> **TASK DETAILS**
Filter the entries below down to the lines that hold "source".

(Stored data)

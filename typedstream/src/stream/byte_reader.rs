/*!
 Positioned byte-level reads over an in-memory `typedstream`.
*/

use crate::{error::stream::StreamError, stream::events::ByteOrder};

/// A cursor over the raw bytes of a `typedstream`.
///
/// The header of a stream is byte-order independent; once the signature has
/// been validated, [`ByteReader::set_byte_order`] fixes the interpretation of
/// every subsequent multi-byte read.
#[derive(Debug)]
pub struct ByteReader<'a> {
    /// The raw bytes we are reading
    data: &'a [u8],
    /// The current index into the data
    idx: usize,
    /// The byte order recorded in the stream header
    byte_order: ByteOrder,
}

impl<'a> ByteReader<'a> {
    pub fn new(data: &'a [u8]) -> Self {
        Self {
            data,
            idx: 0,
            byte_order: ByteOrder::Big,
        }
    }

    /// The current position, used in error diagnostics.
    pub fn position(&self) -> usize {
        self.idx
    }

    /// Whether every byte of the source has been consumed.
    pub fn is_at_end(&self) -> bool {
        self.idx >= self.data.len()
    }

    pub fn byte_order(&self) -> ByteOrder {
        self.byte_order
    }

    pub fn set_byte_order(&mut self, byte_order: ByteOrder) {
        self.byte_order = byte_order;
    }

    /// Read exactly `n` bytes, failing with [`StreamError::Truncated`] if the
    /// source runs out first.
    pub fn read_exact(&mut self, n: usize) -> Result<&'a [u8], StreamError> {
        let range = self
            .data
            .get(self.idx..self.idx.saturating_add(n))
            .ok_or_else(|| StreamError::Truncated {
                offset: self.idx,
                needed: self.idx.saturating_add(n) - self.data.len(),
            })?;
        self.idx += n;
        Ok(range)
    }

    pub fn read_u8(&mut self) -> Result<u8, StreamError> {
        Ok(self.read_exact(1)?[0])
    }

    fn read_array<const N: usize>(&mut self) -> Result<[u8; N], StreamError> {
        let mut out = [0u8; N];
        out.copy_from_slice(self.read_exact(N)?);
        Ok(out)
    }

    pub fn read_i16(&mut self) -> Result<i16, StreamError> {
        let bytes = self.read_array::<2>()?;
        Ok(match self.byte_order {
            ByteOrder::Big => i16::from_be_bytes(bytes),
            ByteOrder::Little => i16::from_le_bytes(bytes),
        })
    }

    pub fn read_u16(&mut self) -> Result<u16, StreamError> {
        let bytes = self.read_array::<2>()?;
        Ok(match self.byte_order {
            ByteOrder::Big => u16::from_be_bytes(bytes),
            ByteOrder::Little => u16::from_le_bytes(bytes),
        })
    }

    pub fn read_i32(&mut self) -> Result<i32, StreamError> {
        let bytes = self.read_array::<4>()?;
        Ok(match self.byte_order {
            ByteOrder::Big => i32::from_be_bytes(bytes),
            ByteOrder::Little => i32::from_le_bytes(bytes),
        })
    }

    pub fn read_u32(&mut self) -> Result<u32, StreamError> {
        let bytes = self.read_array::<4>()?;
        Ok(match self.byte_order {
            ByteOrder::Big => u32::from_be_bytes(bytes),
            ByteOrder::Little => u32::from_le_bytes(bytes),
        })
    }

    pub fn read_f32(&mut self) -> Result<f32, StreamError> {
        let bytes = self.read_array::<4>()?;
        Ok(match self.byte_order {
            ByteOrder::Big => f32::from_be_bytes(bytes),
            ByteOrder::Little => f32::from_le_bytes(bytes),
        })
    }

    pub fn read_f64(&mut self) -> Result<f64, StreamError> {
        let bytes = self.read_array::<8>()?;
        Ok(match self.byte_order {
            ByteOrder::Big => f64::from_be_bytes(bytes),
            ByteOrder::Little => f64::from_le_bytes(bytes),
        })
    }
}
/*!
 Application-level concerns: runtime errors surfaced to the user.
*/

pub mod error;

> **SOLUTION TO THE EXERCISE**
    /// Whether every byte of the source has been consumed.
    /// source runs out first.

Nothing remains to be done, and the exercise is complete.